▶ **Task**
In the records below, find the line that contains "pub fn set_style(&mut" and the line that contains "if let Some(cell) = self.get_mut(cx, y)". Set down exactly those lines and every line between them, and nothing more.
= Beginning of Section =
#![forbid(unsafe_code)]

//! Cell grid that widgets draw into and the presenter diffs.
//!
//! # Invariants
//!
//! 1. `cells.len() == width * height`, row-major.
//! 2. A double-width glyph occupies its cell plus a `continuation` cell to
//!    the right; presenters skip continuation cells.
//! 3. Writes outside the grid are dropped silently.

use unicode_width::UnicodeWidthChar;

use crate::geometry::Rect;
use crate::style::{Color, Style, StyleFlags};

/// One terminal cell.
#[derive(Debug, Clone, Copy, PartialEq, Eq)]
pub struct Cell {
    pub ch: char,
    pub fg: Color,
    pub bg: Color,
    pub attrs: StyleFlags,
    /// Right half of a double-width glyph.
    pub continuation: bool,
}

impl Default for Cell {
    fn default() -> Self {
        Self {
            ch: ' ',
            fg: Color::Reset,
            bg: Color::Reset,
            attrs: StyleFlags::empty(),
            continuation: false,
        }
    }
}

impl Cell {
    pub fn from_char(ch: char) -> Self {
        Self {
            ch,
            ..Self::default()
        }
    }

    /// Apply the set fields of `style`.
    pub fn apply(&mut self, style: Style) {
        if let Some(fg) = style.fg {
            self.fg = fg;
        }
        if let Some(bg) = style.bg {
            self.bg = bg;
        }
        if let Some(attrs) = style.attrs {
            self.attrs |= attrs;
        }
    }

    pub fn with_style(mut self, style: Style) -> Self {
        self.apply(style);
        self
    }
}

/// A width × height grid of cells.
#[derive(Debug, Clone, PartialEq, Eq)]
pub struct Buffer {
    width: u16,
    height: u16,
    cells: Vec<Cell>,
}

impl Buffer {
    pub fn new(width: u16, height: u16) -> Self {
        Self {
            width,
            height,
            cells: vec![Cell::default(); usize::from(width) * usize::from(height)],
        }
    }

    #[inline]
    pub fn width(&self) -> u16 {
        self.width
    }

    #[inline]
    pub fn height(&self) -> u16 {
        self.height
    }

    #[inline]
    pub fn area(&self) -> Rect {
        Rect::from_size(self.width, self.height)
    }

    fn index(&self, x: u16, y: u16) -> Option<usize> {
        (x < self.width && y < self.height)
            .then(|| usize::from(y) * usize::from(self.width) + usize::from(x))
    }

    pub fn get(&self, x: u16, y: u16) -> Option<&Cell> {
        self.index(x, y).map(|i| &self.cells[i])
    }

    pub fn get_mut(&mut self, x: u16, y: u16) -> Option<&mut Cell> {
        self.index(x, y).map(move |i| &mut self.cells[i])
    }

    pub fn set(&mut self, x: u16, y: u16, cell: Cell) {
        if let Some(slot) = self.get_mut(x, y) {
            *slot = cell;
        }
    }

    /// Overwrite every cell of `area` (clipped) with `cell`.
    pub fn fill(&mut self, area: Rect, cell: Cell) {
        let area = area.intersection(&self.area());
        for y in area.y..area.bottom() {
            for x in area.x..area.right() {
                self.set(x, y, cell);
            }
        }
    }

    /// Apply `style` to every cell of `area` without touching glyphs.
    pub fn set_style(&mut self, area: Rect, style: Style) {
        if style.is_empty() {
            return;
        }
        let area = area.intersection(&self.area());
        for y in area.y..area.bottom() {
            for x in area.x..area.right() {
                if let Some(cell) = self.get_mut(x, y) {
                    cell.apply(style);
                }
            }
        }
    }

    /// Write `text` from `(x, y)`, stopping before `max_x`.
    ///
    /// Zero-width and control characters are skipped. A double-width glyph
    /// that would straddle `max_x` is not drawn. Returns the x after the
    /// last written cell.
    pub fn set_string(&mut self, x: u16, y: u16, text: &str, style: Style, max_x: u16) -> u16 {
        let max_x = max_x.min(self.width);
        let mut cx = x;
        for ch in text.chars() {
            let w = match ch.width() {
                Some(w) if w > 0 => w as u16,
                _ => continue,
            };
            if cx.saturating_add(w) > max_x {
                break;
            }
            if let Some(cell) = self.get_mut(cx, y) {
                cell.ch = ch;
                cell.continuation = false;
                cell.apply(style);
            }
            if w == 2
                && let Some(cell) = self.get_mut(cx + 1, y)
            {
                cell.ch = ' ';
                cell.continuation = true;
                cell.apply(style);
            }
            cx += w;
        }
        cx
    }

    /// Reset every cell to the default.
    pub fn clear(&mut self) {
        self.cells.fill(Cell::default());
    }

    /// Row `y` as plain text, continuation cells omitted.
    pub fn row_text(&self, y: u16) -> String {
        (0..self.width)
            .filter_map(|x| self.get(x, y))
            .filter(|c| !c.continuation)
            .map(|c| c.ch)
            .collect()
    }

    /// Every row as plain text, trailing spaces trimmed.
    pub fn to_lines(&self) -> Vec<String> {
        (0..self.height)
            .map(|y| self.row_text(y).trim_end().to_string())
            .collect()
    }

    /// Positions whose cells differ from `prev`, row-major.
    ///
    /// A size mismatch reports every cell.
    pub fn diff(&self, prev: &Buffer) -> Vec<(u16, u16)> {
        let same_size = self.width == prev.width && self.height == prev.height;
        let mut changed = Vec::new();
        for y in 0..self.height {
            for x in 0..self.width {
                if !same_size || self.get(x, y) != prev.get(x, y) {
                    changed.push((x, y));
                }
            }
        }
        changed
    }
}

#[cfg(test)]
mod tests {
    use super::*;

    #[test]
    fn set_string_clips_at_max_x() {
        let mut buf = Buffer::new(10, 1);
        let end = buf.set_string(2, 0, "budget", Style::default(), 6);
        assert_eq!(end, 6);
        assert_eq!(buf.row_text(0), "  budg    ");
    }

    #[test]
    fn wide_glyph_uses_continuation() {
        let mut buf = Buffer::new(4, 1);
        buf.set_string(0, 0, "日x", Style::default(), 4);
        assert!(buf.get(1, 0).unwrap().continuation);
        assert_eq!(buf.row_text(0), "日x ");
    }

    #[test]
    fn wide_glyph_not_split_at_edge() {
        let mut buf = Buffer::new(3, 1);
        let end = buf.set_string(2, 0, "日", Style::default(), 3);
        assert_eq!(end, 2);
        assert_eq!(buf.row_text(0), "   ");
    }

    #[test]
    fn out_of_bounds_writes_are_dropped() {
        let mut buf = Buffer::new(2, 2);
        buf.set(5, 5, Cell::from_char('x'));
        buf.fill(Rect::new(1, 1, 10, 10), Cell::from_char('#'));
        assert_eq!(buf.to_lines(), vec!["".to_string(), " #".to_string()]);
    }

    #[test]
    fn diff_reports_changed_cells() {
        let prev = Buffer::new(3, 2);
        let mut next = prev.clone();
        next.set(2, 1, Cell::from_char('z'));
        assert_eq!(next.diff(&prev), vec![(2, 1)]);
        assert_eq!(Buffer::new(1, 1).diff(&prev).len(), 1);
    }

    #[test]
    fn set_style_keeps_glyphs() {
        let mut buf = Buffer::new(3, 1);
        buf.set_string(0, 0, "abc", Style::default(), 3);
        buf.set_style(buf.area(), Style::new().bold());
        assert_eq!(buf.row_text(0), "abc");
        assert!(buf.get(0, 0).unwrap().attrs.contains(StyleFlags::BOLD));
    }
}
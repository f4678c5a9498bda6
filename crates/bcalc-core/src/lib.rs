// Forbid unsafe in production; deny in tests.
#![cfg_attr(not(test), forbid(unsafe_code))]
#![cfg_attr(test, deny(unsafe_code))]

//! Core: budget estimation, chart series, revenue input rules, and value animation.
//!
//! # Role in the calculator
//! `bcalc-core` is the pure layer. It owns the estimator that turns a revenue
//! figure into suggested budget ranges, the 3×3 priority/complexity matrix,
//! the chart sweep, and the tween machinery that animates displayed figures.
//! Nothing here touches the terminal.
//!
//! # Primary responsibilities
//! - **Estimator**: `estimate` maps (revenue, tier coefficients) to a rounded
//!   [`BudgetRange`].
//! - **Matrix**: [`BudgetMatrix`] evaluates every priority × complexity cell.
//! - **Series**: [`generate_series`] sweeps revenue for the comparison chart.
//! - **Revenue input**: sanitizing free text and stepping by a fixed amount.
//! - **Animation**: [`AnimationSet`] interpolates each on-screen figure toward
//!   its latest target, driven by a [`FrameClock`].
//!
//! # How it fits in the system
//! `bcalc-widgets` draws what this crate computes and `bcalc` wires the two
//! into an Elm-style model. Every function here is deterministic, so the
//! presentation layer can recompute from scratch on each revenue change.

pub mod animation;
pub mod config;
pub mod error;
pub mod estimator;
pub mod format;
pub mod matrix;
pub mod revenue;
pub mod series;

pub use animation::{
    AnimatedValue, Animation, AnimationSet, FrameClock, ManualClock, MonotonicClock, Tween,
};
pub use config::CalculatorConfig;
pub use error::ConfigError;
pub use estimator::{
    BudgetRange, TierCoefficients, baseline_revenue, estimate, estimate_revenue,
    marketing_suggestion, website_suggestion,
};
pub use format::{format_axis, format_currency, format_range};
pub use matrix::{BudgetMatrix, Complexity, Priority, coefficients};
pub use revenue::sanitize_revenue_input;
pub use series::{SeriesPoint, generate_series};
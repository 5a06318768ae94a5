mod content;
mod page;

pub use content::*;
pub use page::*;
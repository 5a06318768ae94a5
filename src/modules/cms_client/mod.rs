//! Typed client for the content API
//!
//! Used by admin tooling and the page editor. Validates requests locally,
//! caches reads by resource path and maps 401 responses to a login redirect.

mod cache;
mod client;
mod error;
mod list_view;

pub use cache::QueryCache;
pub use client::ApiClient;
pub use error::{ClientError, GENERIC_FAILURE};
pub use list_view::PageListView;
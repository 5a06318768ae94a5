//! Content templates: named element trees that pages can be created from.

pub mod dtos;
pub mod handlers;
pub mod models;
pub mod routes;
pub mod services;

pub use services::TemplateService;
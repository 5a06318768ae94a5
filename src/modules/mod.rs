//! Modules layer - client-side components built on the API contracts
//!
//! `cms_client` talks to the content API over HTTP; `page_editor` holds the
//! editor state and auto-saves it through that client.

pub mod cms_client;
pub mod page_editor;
= End of Section =
▶ **Answer below**
    pub fn set_style(&mut self, area: Rect, style: Style) {
        if style.is_empty() {
            return;
        }
        let area = area.intersection(&self.area());
        for y in area.y..area.bottom() {
            for x in area.x..area.right() {
                if let Some(cell) = self.get_mut(x, y) {
                    cell.apply(style);
                }
            }
        }
    }

    /// Write `text` from `(x, y)`, stopping before `max_x`.
    ///
    /// Zero-width and control characters are skipped. A double-width glyph
    /// that would straddle `max_x` is not drawn. Returns the x after the
    /// last written cell.
    pub fn set_string(&mut self, x: u16, y: u16, text: &str, style: Style, max_x: u16) -> u16 {
        let max_x = max_x.min(self.width);
        let mut cx = x;
        for ch in text.chars() {
            let w = match ch.width() {
                Some(w) if w > 0 => w as u16,
                _ => continue,
            };
            if cx.saturating_add(w) > max_x {
                break;
            }
            if let Some(cell) = self.get_mut(cx, y) {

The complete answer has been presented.